Kolb on Luther and Chemnitz, Revisited

Kolb on Luther and Chemnitz, Revisited February 14, 2005

A perceptive Lutheran reader asked whether I was endorsing an antinomian position in my favorable summary of Kolb’s article on Luther and Chemnitz. He pointed out that Kolb’s position relies on an illegitimate separation of God and His Law, and argued that instead the Law should be seen as an expression of God’s character. Since I’ve been accused of being a “neo-legalist,” it’s a nice change of pace to be read as an antinomian. But this reader’s response did make it clear that I needed to clarify my comments. For the record, I am not an antinomian. But herewith are some clarifications on the earlier posting:

First, I caused some confusion, I’m sure, with equivocation on “law.” As a matter of exegesis, I believe that by “law” Paul normally (if not invariably) means “Torah,” and I take that to mean the whole system of life, government, and worship that was instituted at Sinai. This includes permanent commandments, but it also includes requirements that remain in force only until a time of reformation, until the coming of the new covenant in Christ. I think I imported this definition into my discussion of the Forde book without explanation; and I suspect I read the Kolb piece through the screen of this understanding of law. In short, I’m thinking of law in a different way from the way it’s normally discussed in systematic theology, and I tend to slip back and forth between thinking of law as “moral demand” and thinking of it as “Mosaic system” in confusing ways. I’ll try to do better.

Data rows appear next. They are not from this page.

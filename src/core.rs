//! Analysis orchestration
//!
//! The engine is a stateless function of `(bytes, request)`. This module
//! owns the size-budget policy: full inline analysis under the budget, a
//! too-large advisory above it (the scanner is never run on an oversized
//! stream), and plain hex chunks for explicit byte-range requests. Chunk
//! sequencing state lives entirely in the caller.

use std::time::Duration;

use bytes::Bytes;
use log::{debug, warn};

use crate::codec::Codec;
use crate::constants::DEFAULT_CHUNK_SIZE;
use crate::error::AnalysisError;
use crate::scanner::{ScanOptions, scan};
use crate::source::ByteSource;
use crate::stats;
use crate::types::{
    AnalysisRequest, AnalysisResponse, AnalysisResult, ChunkResult, ChunkWindow, NalUnit,
    ParameterSet, ParameterSets,
};

/// Run one analysis request against a byte source, bounded by `wall_clock`.
///
/// Never returns an error: every failure is folded into the
/// `AnalysisResponse::Failure` wire shape.
pub async fn analyze<S: ByteSource>(
    source: &S,
    req: &AnalysisRequest,
    wall_clock: Duration,
) -> AnalysisResponse {
    match tokio::time::timeout(wall_clock, run(source, req)).await {
        Ok(Ok(resp)) => resp,
        Ok(Err(err)) => AnalysisResponse::Failure { error: err.to_string() },
        Err(_) => AnalysisResponse::Failure {
            error: AnalysisError::Timeout(wall_clock).to_string(),
        },
    }
}

async fn run<S: ByteSource>(
    source: &S,
    req: &AnalysisRequest,
) -> Result<AnalysisResponse, AnalysisError> {
    let total = source.total_size().await?;

    // Explicit byte range: hex-only chunk. The slice may begin mid-NAL,
    // so the bytes pass through unscanned.
    if let Some(range) = &req.byte_range {
        let (start, end) = range.resolve(total).map_err(AnalysisError::Source)?;
        let data = source.fetch(Some(range)).await?;
        debug!("chunk {start}..{end}: {} bytes", data.len());
        return Ok(AnalysisResponse::Chunk(ChunkResult {
            bitstream: hex::encode(&data),
            current_chunk: ChunkWindow { start, end },
        }));
    }

    let codec = Codec::from_hint(&req.codec_hint);

    if total > req.max_inline_size {
        let suggested = suggested_chunk_size(req.max_inline_size);
        debug!("stream of {total} bytes exceeds inline budget {}", req.max_inline_size);
        return Ok(AnalysisResponse::TooLarge {
            message: format!(
                "stream is {total} bytes, over the {} byte inline budget; \
                 request byte ranges of up to {suggested} bytes instead",
                req.max_inline_size
            ),
            total_size: total,
            suggested_chunk_size: suggested,
        });
    }

    let data = source.fetch(None).await?;
    Ok(AnalysisResponse::Full(analyze_buffer(
        data,
        codec,
        req.codec_specific,
    )))
}

fn suggested_chunk_size(max_inline_size: u64) -> u64 {
    if max_inline_size > 0 {
        DEFAULT_CHUNK_SIZE.min(max_inline_size)
    } else {
        DEFAULT_CHUNK_SIZE
    }
}

/// Scan, classify and decode one fully materialized buffer.
///
/// An unsupported codec skips scanning entirely; the hex rendition is
/// still produced.
fn analyze_buffer(data: Bytes, codec: Codec, codec_specific: bool) -> AnalysisResult {
    let nal_units = if codec == Codec::Unsupported {
        Vec::new()
    } else {
        scan(&data, &ScanOptions { codec, base_offset: 0 })
    };

    let parameter_sets = if codec_specific {
        decode_parameter_sets(codec, &nal_units)
    } else {
        ParameterSets::default()
    };

    let statistics = stats::collect(data.len() as u64, &nal_units);

    AnalysisResult {
        codec,
        bitstream: hex::encode(&data),
        nal_units,
        parameter_sets,
        statistics,
    }
}

/// Decode every SPS/PPS/VPS in scan order. A malformed set is logged and
/// skipped; it never invalidates the rest of the response.
fn decode_parameter_sets(codec: Codec, nal_units: &[NalUnit]) -> ParameterSets {
    let mut sets = ParameterSets::default();
    for unit in nal_units {
        match codec.decode_parameter_set(unit) {
            Some(Ok(ParameterSet::Sps(sps))) => sets.sps.push(sps),
            Some(Ok(ParameterSet::Pps(pps))) => sets.pps.push(pps),
            Some(Ok(ParameterSet::Vps(vps))) => sets.vps.push(vps),
            Some(Err(err)) => {
                warn!("skipping {} at offset {}: {err}", unit.type_name, unit.offset);
            }
            None => {}
        }
    }
    sets
}
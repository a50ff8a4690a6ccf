//! Wire-format serialization of analysis responses
//!
//! One JSON shape per response variant; failures always come back as
//! `{success: false, error}` rather than an error crossing the boundary.

use serde::Serialize;

use crate::codec::Codec;
use crate::types::{
    AnalysisResponse, BitstreamStatistics, ChunkWindow, NalUnit, ParameterSets,
};

#[derive(Serialize)]
#[serde(rename_all = "camelCase")]
struct FullJson<'a> {
    success: bool,
    generated_at: String,
    bitstream: &'a str,
    format: &'static str,
    codec: Codec,
    nal_units: &'a [NalUnit],
    parameter_sets: &'a ParameterSets,
    statistics: &'a BitstreamStatistics,
}

#[derive(Serialize)]
#[serde(rename_all = "camelCase")]
struct SizeOnlyStats {
    total_size: u64,
}

#[derive(Serialize)]
#[serde(rename_all = "camelCase")]
struct TooLargeJson<'a> {
    success: bool,
    generated_at: String,
    bitstream: Option<&'a str>, // always null, kept for shape parity
    message: &'a str,
    statistics: SizeOnlyStats,
    suggested_chunk_size: u64,
}

#[derive(Serialize)]
#[serde(rename_all = "camelCase")]
struct ChunkJson<'a> {
    success: bool,
    generated_at: String,
    bitstream: &'a str,
    current_chunk: ChunkWindow,
}

#[derive(Serialize)]
#[serde(rename_all = "camelCase")]
struct FailureJson<'a> {
    success: bool,
    error: &'a str,
}

fn to_value(resp: &AnalysisResponse) -> serde_json::Value {
    let generated_at = chrono::Utc::now().to_rfc3339();
    match resp {
        AnalysisResponse::Full(result) => serde_json::to_value(FullJson {
            success: true,
            generated_at,
            bitstream: &result.bitstream,
            format: "hex",
            codec: result.codec,
            nal_units: &result.nal_units,
            parameter_sets: &result.parameter_sets,
            statistics: &result.statistics,
        }),
        AnalysisResponse::TooLarge { message, total_size, suggested_chunk_size } => {
            serde_json::to_value(TooLargeJson {
                success: true,
                generated_at,
                bitstream: None,
                message,
                statistics: SizeOnlyStats { total_size: *total_size },
                suggested_chunk_size: *suggested_chunk_size,
            })
        }
        AnalysisResponse::Chunk(chunk) => serde_json::to_value(ChunkJson {
            success: true,
            generated_at,
            bitstream: &chunk.bitstream,
            current_chunk: chunk.current_chunk,
        }),
        AnalysisResponse::Failure { error } => serde_json::to_value(FailureJson {
            success: false,
            error,
        }),
    }
    .unwrap()
}

pub fn to_json(resp: &AnalysisResponse) -> String {
    to_value(resp).to_string()
}

pub fn to_json_pretty(resp: &AnalysisResponse) -> String {
    serde_json::to_string_pretty(&to_value(resp)).unwrap()
}

#[cfg(test)]
mod tests {
    use super::*;
    use crate::types::{AnalysisResult, ChunkResult};

    #[test]
    fn too_large_keeps_null_bitstream_on_the_wire() {
        let resp = AnalysisResponse::TooLarge {
            message: "over budget".into(),
            total_size: 123,
            suggested_chunk_size: 64,
        };
        let v = to_value(&resp);
        assert_eq!(v["success"], true);
        assert!(v["bitstream"].is_null());
        assert_eq!(v["statistics"]["totalSize"], 123);
        assert_eq!(v["suggestedChunkSize"], 64);
    }

    #[test]
    fn full_response_carries_hex_format_marker() {
        let resp = AnalysisResponse::Full(AnalysisResult {
            codec: Codec::H264,
            bitstream: "00000001".into(),
            nal_units: Vec::new(),
            parameter_sets: ParameterSets::default(),
            statistics: BitstreamStatistics { total_size: 4, nal_unit_count: 0 },
        });
        let v = to_value(&resp);
        assert_eq!(v["format"], "hex");
        assert_eq!(v["codec"], "h264");
        assert_eq!(v["statistics"]["nalUnitCount"], 0);
    }

    #[test]
    fn chunk_response_reports_its_window() {
        let resp = AnalysisResponse::Chunk(ChunkResult {
            bitstream: "ff".into(),
            current_chunk: ChunkWindow { start: 10, end: 11 },
        });
        let v = to_value(&resp);
        assert_eq!(v["currentChunk"]["start"], 10);
        assert_eq!(v["currentChunk"]["end"], 11);
        assert!(v.get("nalUnits").is_none());
    }

    #[test]
    fn failure_is_structured_not_thrown() {
        let resp = AnalysisResponse::Failure { error: "stream not found: x".into() };
        let v = to_value(&resp);
        assert_eq!(v["success"], false);
        assert_eq!(v["error"], "stream not found: x");
    }
}
//! RBSP bit reader
//!
//! A pure cursor over a de-emulated byte slice. Every operation fails with
//! [`BitstreamExhausted`] instead of reading past the end; each parameter-set
//! decode gets a fresh reader over its own RBSP.

use bitstream_io::{BigEndian, BitRead, BitReader};

use crate::error::BitstreamExhausted;

pub struct RbspReader<'a> {
    inner: BitReader<&'a [u8], BigEndian>,
}

impl<'a> RbspReader<'a> {
    pub fn new(rbsp: &'a [u8]) -> Self {
        Self {
            inner: BitReader::endian(rbsp, BigEndian),
        }
    }

    /// Consume one bit.
    pub fn read_flag(&mut self) -> Result<bool, BitstreamExhausted> {
        self.inner.read_bit().map_err(|_| BitstreamExhausted)
    }

    /// Consume `n` bits, MSB first within each byte.
    pub fn read_bits(&mut self, n: u32) -> Result<u32, BitstreamExhausted> {
        debug_assert!(n <= 32);
        let mut val = 0u32;
        for _ in 0..n {
            val = (val << 1) | self.read_flag()? as u32;
        }
        Ok(val)
    }

    pub fn skip(&mut self, n: u32) -> Result<(), BitstreamExhausted> {
        self.inner.skip(n).map_err(|_| BitstreamExhausted)
    }

    /// Unsigned Exp-Golomb: count leading zeros k, value = 2^k - 1 + next k bits.
    pub fn read_ue(&mut self) -> Result<u32, BitstreamExhausted> {
        let mut zeros = 0u32;
        while !self.read_flag()? {
            zeros += 1;
            // a valid ue(v) never has 32+ leading zeros
            if zeros > 31 {
                return Err(BitstreamExhausted);
            }
        }
        if zeros == 0 {
            return Ok(0);
        }
        let rest = self.read_bits(zeros)?;
        Ok((1u32 << zeros) - 1 + rest)
    }

    /// Signed Exp-Golomb: even codes map to non-positive values.
    pub fn read_se(&mut self) -> Result<i32, BitstreamExhausted> {
        let ue = self.read_ue()?;
        Ok(if ue & 1 == 0 {
            -((ue / 2) as i32)
        } else {
            ((ue + 1) / 2) as i32
        })
    }
}

#[cfg(test)]
mod tests {
    use super::*;

    #[test]
    fn exp_golomb_table() {
        // bit patterns: 1 -> 0, 010 -> 1, 011 -> 2, 00100 -> 3, 00101 -> 4
        let cases: [(u8, u32); 5] = [
            (0b1000_0000, 0),
            (0b0100_0000, 1),
            (0b0110_0000, 2),
            (0b0010_0000, 3),
            (0b0010_1000, 4),
        ];
        for (byte, expected) in cases {
            let buf = [byte];
            let mut br = RbspReader::new(&buf);
            assert_eq!(br.read_ue().unwrap(), expected, "byte {byte:#010b}");
        }
    }

    #[test]
    fn signed_exp_golomb_alternates_sign() {
        // ue codes 0..=4 map to se 0, 1, -1, 2, -2
        let buf = [0b1010_0110, 0b0100_0010, 0b1000_0000];
        let mut br = RbspReader::new(&buf);
        assert_eq!(br.read_se().unwrap(), 0);
        assert_eq!(br.read_se().unwrap(), 1);
        assert_eq!(br.read_se().unwrap(), -1);
        assert_eq!(br.read_se().unwrap(), 2);
        assert_eq!(br.read_se().unwrap(), -2);
    }

    #[test]
    fn fixed_width_reads_are_msb_first() {
        let buf = [0b1100_0101, 0b1010_0000];
        let mut br = RbspReader::new(&buf);
        assert_eq!(br.read_bits(3).unwrap(), 0b110);
        assert_eq!(br.read_bits(8).unwrap(), 0b0010_1101);
        assert!(!br.read_flag().unwrap());
    }

    #[test]
    fn over_read_is_exhausted_not_panic() {
        let buf = [0xFF];
        let mut br = RbspReader::new(&buf);
        assert_eq!(br.read_bits(8).unwrap(), 0xFF);
        assert_eq!(br.read_flag(), Err(BitstreamExhausted));
    }

    #[test]
    fn all_zero_buffer_exhausts_ue() {
        let buf = [0x00, 0x00];
        let mut br = RbspReader::new(&buf);
        assert_eq!(br.read_ue(), Err(BitstreamExhausted));
    }
}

Second, when “law” is taken in the sense of “Mosaic system,” it is entirely Pauline to say that Christ delivers us from law per se, and not merely from its curse. Because we are in the flesh, the good and holy law becomes an enemy, an ally of sin and death. Transformed by Spirit, we are enabled to fulfill the righteous requirement of the law (Rom 8:1-4). Those who walk by the Spirit are never at liberty to violate the moral demands of Torah, but walking by the Spirit is not the same thing as living under law. Jesus came to bring in a new covenant, not to renew and refresh the old covenant.

Third, if we take “law” in the sense described above, then there does appear to be some “distance” between God and His Law. Torah reflected the righteous character of God, but it’s also evident that there are demands in Torah that are no longer demands on us. Torah was “redemptive-historically relative” in many specific ways, a covenant for Israel’s “minority” (Gal 3-4). In fact, at times it would be sinful for Christians to conform to Torah (eg, obviously, imposing circumcision as a duty). So, Torah expressed God’s character, but within the limits of a particular redemptive-historical setting.